### DESCRIPTION OF THE TASK
Once every line below with "lifecycle" has been counted, state the total and nothing else.

[[ THE RECORDS open ]]

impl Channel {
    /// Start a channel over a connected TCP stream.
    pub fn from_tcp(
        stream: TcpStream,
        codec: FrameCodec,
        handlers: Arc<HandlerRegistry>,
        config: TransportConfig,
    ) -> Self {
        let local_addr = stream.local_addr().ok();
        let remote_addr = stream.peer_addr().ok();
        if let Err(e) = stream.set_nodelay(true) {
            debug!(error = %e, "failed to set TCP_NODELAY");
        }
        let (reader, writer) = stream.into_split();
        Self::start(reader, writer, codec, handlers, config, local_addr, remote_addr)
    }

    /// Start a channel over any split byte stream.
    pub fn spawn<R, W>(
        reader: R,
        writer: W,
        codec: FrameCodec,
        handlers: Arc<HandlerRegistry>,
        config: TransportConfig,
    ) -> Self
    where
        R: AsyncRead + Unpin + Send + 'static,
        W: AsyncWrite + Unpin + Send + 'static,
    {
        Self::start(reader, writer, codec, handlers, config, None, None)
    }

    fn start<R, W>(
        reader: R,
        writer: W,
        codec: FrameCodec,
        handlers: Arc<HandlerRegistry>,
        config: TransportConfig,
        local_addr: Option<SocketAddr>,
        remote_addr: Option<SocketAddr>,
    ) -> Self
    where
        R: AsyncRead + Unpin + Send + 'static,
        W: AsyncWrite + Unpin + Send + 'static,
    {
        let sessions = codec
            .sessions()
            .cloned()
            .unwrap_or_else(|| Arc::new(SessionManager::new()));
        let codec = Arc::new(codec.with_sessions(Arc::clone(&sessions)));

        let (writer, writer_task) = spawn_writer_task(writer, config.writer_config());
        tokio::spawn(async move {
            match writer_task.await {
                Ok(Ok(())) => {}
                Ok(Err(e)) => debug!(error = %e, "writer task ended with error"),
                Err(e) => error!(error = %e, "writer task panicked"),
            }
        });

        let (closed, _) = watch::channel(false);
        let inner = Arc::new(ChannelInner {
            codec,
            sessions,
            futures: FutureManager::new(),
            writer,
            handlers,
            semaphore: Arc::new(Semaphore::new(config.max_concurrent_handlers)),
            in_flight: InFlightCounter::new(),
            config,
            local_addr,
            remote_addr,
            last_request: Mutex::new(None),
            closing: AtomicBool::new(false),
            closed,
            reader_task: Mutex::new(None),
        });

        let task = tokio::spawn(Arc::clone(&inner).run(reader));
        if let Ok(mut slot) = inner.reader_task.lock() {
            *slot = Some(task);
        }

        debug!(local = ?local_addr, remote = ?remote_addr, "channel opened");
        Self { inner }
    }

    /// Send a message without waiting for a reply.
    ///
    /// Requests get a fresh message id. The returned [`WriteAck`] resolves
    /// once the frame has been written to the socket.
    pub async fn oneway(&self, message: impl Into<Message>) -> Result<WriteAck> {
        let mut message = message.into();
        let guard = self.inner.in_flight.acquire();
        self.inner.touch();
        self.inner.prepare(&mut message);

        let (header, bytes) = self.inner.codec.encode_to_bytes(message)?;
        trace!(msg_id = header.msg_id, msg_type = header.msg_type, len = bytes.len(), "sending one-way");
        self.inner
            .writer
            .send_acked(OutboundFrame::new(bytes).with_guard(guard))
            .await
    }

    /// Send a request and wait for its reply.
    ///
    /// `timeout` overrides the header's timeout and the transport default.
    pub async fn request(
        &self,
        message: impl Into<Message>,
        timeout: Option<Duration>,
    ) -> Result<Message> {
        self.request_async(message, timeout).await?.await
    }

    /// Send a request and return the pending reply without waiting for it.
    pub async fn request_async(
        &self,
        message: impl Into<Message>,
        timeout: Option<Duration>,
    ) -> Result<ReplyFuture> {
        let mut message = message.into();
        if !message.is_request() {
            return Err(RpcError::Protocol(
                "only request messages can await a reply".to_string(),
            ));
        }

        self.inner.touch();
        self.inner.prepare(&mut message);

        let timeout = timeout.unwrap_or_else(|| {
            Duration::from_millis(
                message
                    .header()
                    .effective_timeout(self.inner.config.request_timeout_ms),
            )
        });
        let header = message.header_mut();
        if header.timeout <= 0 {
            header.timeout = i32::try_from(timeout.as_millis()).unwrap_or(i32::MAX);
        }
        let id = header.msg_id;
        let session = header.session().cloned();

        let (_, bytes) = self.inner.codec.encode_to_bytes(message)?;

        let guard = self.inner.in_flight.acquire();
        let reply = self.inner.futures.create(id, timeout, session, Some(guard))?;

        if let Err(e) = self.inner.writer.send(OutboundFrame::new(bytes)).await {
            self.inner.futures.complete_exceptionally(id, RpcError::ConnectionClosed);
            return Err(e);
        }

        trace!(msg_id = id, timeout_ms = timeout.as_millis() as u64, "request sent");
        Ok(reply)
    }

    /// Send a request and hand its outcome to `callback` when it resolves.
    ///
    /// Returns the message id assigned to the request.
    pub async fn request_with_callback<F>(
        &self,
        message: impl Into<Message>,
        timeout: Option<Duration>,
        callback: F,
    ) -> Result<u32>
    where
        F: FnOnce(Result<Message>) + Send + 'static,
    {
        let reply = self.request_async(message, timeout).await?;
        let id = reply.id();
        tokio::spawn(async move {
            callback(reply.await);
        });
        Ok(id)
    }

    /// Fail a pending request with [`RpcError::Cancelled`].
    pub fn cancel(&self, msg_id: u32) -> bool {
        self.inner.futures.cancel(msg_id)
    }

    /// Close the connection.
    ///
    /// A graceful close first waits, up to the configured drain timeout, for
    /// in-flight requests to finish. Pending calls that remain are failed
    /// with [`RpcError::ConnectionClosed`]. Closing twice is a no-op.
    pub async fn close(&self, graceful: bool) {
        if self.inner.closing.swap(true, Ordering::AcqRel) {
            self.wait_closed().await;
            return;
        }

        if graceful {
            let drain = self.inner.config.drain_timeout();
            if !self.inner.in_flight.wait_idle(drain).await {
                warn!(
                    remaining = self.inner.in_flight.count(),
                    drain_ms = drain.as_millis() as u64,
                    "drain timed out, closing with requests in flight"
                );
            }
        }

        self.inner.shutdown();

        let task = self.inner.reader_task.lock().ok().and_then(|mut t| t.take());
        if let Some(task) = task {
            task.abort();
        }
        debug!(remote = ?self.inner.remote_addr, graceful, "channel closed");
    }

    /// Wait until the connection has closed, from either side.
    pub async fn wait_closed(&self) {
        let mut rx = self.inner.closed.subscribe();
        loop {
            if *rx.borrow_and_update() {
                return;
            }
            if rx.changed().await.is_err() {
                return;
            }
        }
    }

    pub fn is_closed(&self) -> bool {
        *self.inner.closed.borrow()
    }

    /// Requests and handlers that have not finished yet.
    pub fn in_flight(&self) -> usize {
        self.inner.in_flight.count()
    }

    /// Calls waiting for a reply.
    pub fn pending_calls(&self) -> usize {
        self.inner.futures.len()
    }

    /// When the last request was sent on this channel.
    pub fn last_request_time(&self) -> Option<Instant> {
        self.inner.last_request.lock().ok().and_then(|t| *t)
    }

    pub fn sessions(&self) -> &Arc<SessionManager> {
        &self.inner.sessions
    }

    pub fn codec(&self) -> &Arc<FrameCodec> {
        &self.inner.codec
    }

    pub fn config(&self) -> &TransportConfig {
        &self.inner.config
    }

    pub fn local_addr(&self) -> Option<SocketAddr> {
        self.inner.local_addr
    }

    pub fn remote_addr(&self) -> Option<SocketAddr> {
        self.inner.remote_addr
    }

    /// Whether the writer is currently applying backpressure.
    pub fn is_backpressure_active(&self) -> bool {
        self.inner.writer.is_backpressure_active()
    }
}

[[ THE RECORDS closed ]]
[[ THE RECORDS open ]]

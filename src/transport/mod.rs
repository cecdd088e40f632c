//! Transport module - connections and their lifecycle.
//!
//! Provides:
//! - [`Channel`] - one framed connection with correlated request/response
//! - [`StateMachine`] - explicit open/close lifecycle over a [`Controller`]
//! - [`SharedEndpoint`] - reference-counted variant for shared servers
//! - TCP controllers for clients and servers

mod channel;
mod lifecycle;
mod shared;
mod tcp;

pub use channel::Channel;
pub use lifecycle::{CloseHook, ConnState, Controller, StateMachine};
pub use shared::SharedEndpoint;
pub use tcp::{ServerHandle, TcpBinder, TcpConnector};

[[ THE RECORDS closed ]]

### RESPONSE TO THE TASK
4